**** DATA LISTING

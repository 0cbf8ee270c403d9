//! Executable lookup on the search path.
//!
//! Resolution walks `PATH` entries in order and returns the first match
//! that is a regular file with an execute bit. This does NOT shell out
//! to `which`, whose behavior varies across systems and is sometimes a
//! shell builtin with inconsistent error handling.

use std::path::{Path, PathBuf};

/// Maps a bare program name to an executable location.
pub trait ExecutableResolver {
    /// Resolve `program`, or `None` if it cannot be found.
    fn resolve(&self, program: &str) -> Option<PathBuf>;
}

/// An ordered list of directories searched for executables.
#[derive(Debug, Clone, Default, PartialEq, Eq)]
pub struct SearchPath {
    entries: Vec<PathBuf>,
}

impl SearchPath {
    /// Search the given directories, in order.
    pub fn new(entries: Vec<PathBuf>) -> Self {
        Self { entries }
    }

    /// Search the directories on the process `PATH`.
    pub fn from_env() -> Self {
        Self::new(parse_system_path())
    }
}

impl ExecutableResolver for SearchPath {
    fn resolve(&self, program: &str) -> Option<PathBuf> {
        resolve_tool_path(program, &self.entries)
    }
}

/// Parse `PATH` into its directory entries.
pub fn parse_system_path() -> Vec<PathBuf> {
    std::env::var_os("PATH")
        .map(|path| std::env::split_paths(&path).collect())
        .unwrap_or_default()
}

/// Check whether a file has executable permission bits set.
#[cfg(unix)]
pub fn is_executable(path: &Path) -> bool {
    use std::os::unix::fs::PermissionsExt;
    path.metadata()
        .map(|m| m.permissions().mode() & 0o111 != 0)
        .unwrap_or(false)
}

/// On Windows, executability is determined by file extension, not permission bits.
#[cfg(not(unix))]
pub fn is_executable(_path: &Path) -> bool {
    true
}

/// Resolve a tool's binary path by iterating over PATH entries.
///
/// Names containing a path separator are never searched for.
pub fn resolve_tool_path(tool: &str, path_entries: &[PathBuf]) -> Option<PathBuf> {
    if tool.is_empty() || tool.contains('/') || tool.contains(std::path::MAIN_SEPARATOR) {
        return None;
    }
    for dir in path_entries {
        for candidate in candidates(dir, tool) {
            if candidate.is_file() && is_executable(&candidate) {
                return Some(candidate);
            }
        }
    }
    None
}

#[cfg(not(windows))]
fn candidates(dir: &Path, tool: &str) -> Vec<PathBuf> {
    vec![dir.join(tool)]
}

#[cfg(windows)]
fn candidates(dir: &Path, tool: &str) -> Vec<PathBuf> {
    let pathext = std::env::var("PATHEXT").unwrap_or_else(|_| ".COM;.EXE;.BAT;.CMD".to_string());
    let mut out = vec![dir.join(tool)];
    out.extend(
        pathext
            .split(';')
            .filter(|ext| !ext.is_empty())
            .map(|ext| dir.join(format!("{}{}", tool, ext))),
    );
    out
}
//! List command implementation.
//!
//! The `rpbp-provision list` command prints the model catalog and the
//! required tool groups.

use std::io::Write;

use crate::diagnostics::DiagnosticSink;
use crate::error::Result;
use crate::models::{builtin_model_specs, ModelSpec};
use crate::tools::{builtin_tool_groups, ToolGroup};

use super::dispatcher::{Command, CommandResult};

/// The list command implementation.
pub struct ListCommand {
    specs: Vec<ModelSpec>,
    groups: Vec<ToolGroup>,
}

impl ListCommand {
    /// List the built-in catalog and tool groups.
    pub fn new() -> Self {
        Self {
            specs: builtin_model_specs(),
            groups: builtin_tool_groups(),
        }
    }
}

impl Default for ListCommand {
    fn default() -> Self {
        Self::new()
    }
}

impl Command for ListCommand {
    fn execute(&self, _sink: &mut dyn DiagnosticSink, out: &mut dyn Write) -> Result<CommandResult> {
        writeln!(out, "Models:")?;
        let mut category = None;
        for spec in &self.specs {
            if category != Some(spec.category.as_str()) {
                writeln!(out, "  {}", spec.category)?;
                category = Some(spec.category.as_str());
            }
            writeln!(
                out,
                "    {} -> {}",
                spec.source.display(),
                spec.artifact.display()
            )?;
        }

        writeln!(out)?;
        writeln!(out, "Tool groups:")?;
        for group in &self.groups {
            writeln!(
                out,
                "  {:<10} {} (from {})",
                group.name,
                group.programs.join(", "),
                group.provider
            )?;
        }

        Ok(CommandResult::success())
    }
}
//! Model catalog: which definitions compile to which artifacts.

use std::path::{Path, PathBuf};

use serde::Serialize;

/// Built-in models as (category, name). Each compiles
/// `<category>/<name>.stan` to `<category>/<name>.pkl`.
const BUILTIN_MODELS: &[(&str, &str)] = &[
    ("nonperiodic", "no-periodicity"),
    ("nonperiodic", "start-high-high-low"),
    ("nonperiodic", "start-high-low-high"),
    ("periodic", "start-high-low-low"),
    ("untranslated", "gaussian-naive-bayes"),
    ("translated", "periodic-gaussian-mixture"),
];

/// Extension of model definition files.
pub const DEFINITION_EXTENSION: &str = "stan";

/// Extension of compiled artifacts.
pub const ARTIFACT_EXTENSION: &str = "pkl";

/// Default directory holding model definitions, relative to the working directory.
pub const DEFAULT_SOURCE_DIR: &str = "rpbp_models";

/// A model definition paired with the artifact it compiles to.
///
/// Both paths are relative: `source` to the definition directory,
/// `artifact` to the models base directory.
#[derive(Debug, Clone, PartialEq, Eq, Serialize)]
pub struct ModelSpec {
    /// Grouping label (e.g., "periodic").
    pub category: String,
    /// Definition path relative to the source directory.
    pub source: PathBuf,
    /// Artifact path relative to the models base.
    pub artifact: PathBuf,
}

impl ModelSpec {
    /// Pair a definition with an artifact name.
    pub fn new(
        category: impl Into<String>,
        source: impl Into<PathBuf>,
        artifact: impl Into<PathBuf>,
    ) -> Self {
        Self {
            category: category.into(),
            source: source.into(),
            artifact: artifact.into(),
        }
    }

    /// Conventional spec for `<category>/<name>`.
    pub fn conventional(category: &str, name: &str) -> Self {
        let stem = Path::new(category).join(name);
        Self::new(
            category,
            stem.with_extension(DEFINITION_EXTENSION),
            stem.with_extension(ARTIFACT_EXTENSION),
        )
    }

    /// Absolute location of the artifact under `models_base`.
    pub fn artifact_path(&self, models_base: &Path) -> PathBuf {
        models_base.join(&self.artifact)
    }

    /// Location of the definition under `source_dir`.
    pub fn source_path(&self, source_dir: &Path) -> PathBuf {
        source_dir.join(&self.source)
    }
}

/// The pipeline's models, in catalog order.
pub fn builtin_model_specs() -> Vec<ModelSpec> {
    BUILTIN_MODELS
        .iter()
        .map(|(category, name)| ModelSpec::conventional(category, name))
        .collect()
}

********

**TASK INSTRUCTIONS**
Copy the listing in full, and keep every word exactly as it is.

**ANSWER SECTION**
repository 0cbf8ee270c403d9
//! Executable lookup on the search path.
//!
//! Resolution walks `PATH` entries in order and returns the first match
//! that is a regular file with an execute bit. This does NOT shell out
//! to `which`, whose behavior varies across systems and is sometimes a
//! shell builtin with inconsistent error handling.

use std::path::{Path, PathBuf};

/// Maps a bare program name to an executable location.
pub trait ExecutableResolver {
    /// Resolve `program`, or `None` if it cannot be found.
    fn resolve(&self, program: &str) -> Option<PathBuf>;
}

/// An ordered list of directories searched for executables.
#[derive(Debug, Clone, Default, PartialEq, Eq)]
pub struct SearchPath {
    entries: Vec<PathBuf>,
}

impl SearchPath {
    /// Search the given directories, in order.
    pub fn new(entries: Vec<PathBuf>) -> Self {
        Self { entries }
    }

    /// Search the directories on the process `PATH`.
    pub fn from_env() -> Self {
        Self::new(parse_system_path())
    }
}

impl ExecutableResolver for SearchPath {
    fn resolve(&self, program: &str) -> Option<PathBuf> {
        resolve_tool_path(program, &self.entries)
    }
}

/// Parse `PATH` into its directory entries.
pub fn parse_system_path() -> Vec<PathBuf> {
    std::env::var_os("PATH")
        .map(|path| std::env::split_paths(&path).collect())
        .unwrap_or_default()
}

/// Check whether a file has executable permission bits set.
#[cfg(unix)]
pub fn is_executable(path: &Path) -> bool {
    use std::os::unix::fs::PermissionsExt;
    path.metadata()
        .map(|m| m.permissions().mode() & 0o111 != 0)
        .unwrap_or(false)
}

/// On Windows, executability is determined by file extension, not permission bits.
#[cfg(not(unix))]
pub fn is_executable(_path: &Path) -> bool {
    true
}

/// Resolve a tool's binary path by iterating over PATH entries.
///
/// Names containing a path separator are never searched for.
pub fn resolve_tool_path(tool: &str, path_entries: &[PathBuf]) -> Option<PathBuf> {
    if tool.is_empty() || tool.contains('/') || tool.contains(std::path::MAIN_SEPARATOR) {
        return None;
    }
    for dir in path_entries {
        for candidate in candidates(dir, tool) {
            if candidate.is_file() && is_executable(&candidate) {
                return Some(candidate);
            }
        }
    }
    None
}

#[cfg(not(windows))]
fn candidates(dir: &Path, tool: &str) -> Vec<PathBuf> {
    vec![dir.join(tool)]
}

#[cfg(windows)]
fn candidates(dir: &Path, tool: &str) -> Vec<PathBuf> {
    let pathext = std::env::var("PATHEXT").unwrap_or_else(|_| ".COM;.EXE;.BAT;.CMD".to_string());
    let mut out = vec![dir.join(tool)];
    out.extend(
        pathext
            .split(';')
            .filter(|ext| !ext.is_empty())
            .map(|ext| dir.join(format!("{}{}", tool, ext))),
    );
    out
}
//! List command implementation.
//!
//! The `rpbp-provision list` command prints the model catalog and the
//! required tool groups.

use std::io::Write;

use crate::diagnostics::DiagnosticSink;
use crate::error::Result;
use crate::models::{builtin_model_specs, ModelSpec};
use crate::tools::{builtin_tool_groups, ToolGroup};

use super::dispatcher::{Command, CommandResult};

/// The list command implementation.
pub struct ListCommand {
    specs: Vec<ModelSpec>,
    groups: Vec<ToolGroup>,
}

impl ListCommand {
    /// List the built-in catalog and tool groups.
    pub fn new() -> Self {
        Self {
            specs: builtin_model_specs(),
            groups: builtin_tool_groups(),
        }
    }
}

impl Default for ListCommand {
    fn default() -> Self {
        Self::new()
    }
}

impl Command for ListCommand {
    fn execute(&self, _sink: &mut dyn DiagnosticSink, out: &mut dyn Write) -> Result<CommandResult> {
        writeln!(out, "Models:")?;
        let mut category = None;
        for spec in &self.specs {
            if category != Some(spec.category.as_str()) {
                writeln!(out, "  {}", spec.category)?;
                category = Some(spec.category.as_str());
            }
            writeln!(
                out,
                "    {} -> {}",
                spec.source.display(),
                spec.artifact.display()
            )?;
        }

        writeln!(out)?;
        writeln!(out, "Tool groups:")?;
        for group in &self.groups {
            writeln!(
                out,
                "  {:<10} {} (from {})",
                group.name,
                group.programs.join(", "),
                group.provider
            )?;
        }

        Ok(CommandResult::success())
    }
}
//! Model catalog: which definitions compile to which artifacts.

use std::path::{Path, PathBuf};

use serde::Serialize;

/// Built-in models as (category, name). Each compiles
/// `<category>/<name>.stan` to `<category>/<name>.pkl`.
const BUILTIN_MODELS: &[(&str, &str)] = &[
    ("nonperiodic", "no-periodicity"),
    ("nonperiodic", "start-high-high-low"),
    ("nonperiodic", "start-high-low-high"),
    ("periodic", "start-high-low-low"),
    ("untranslated", "gaussian-naive-bayes"),
    ("translated", "periodic-gaussian-mixture"),
];

/// Extension of model definition files.
pub const DEFINITION_EXTENSION: &str = "stan";

/// Extension of compiled artifacts.
pub const ARTIFACT_EXTENSION: &str = "pkl";

/// Default directory holding model definitions, relative to the working directory.
pub const DEFAULT_SOURCE_DIR: &str = "rpbp_models";

/// A model definition paired with the artifact it compiles to.
///
/// Both paths are relative: `source` to the definition directory,
/// `artifact` to the models base directory.
#[derive(Debug, Clone, PartialEq, Eq, Serialize)]
pub struct ModelSpec {
    /// Grouping label (e.g., "periodic").
    pub category: String,
    /// Definition path relative to the source directory.
    pub source: PathBuf,
    /// Artifact path relative to the models base.
    pub artifact: PathBuf,
}

impl ModelSpec {
    /// Pair a definition with an artifact name.
    pub fn new(
        category: impl Into<String>,
        source: impl Into<PathBuf>,
        artifact: impl Into<PathBuf>,
    ) -> Self {
        Self {
            category: category.into(),
            source: source.into(),
            artifact: artifact.into(),
        }
    }

    /// Conventional spec for `<category>/<name>`.
    pub fn conventional(category: &str, name: &str) -> Self {
        let stem = Path::new(category).join(name);
        Self::new(
            category,
            stem.with_extension(DEFINITION_EXTENSION),
            stem.with_extension(ARTIFACT_EXTENSION),
        )
    }

    /// Absolute location of the artifact under `models_base`.
    pub fn artifact_path(&self, models_base: &Path) -> PathBuf {
        models_base.join(&self.artifact)
    }

    /// Location of the definition under `source_dir`.
    pub fn source_path(&self, source_dir: &Path) -> PathBuf {
        source_dir.join(&self.source)
    }
}

/// The pipeline's models, in catalog order.
pub fn builtin_model_specs() -> Vec<ModelSpec> {
    BUILTIN_MODELS
        .iter()
        .map(|(category, name)| ModelSpec::conventional(category, name))
        .collect()
}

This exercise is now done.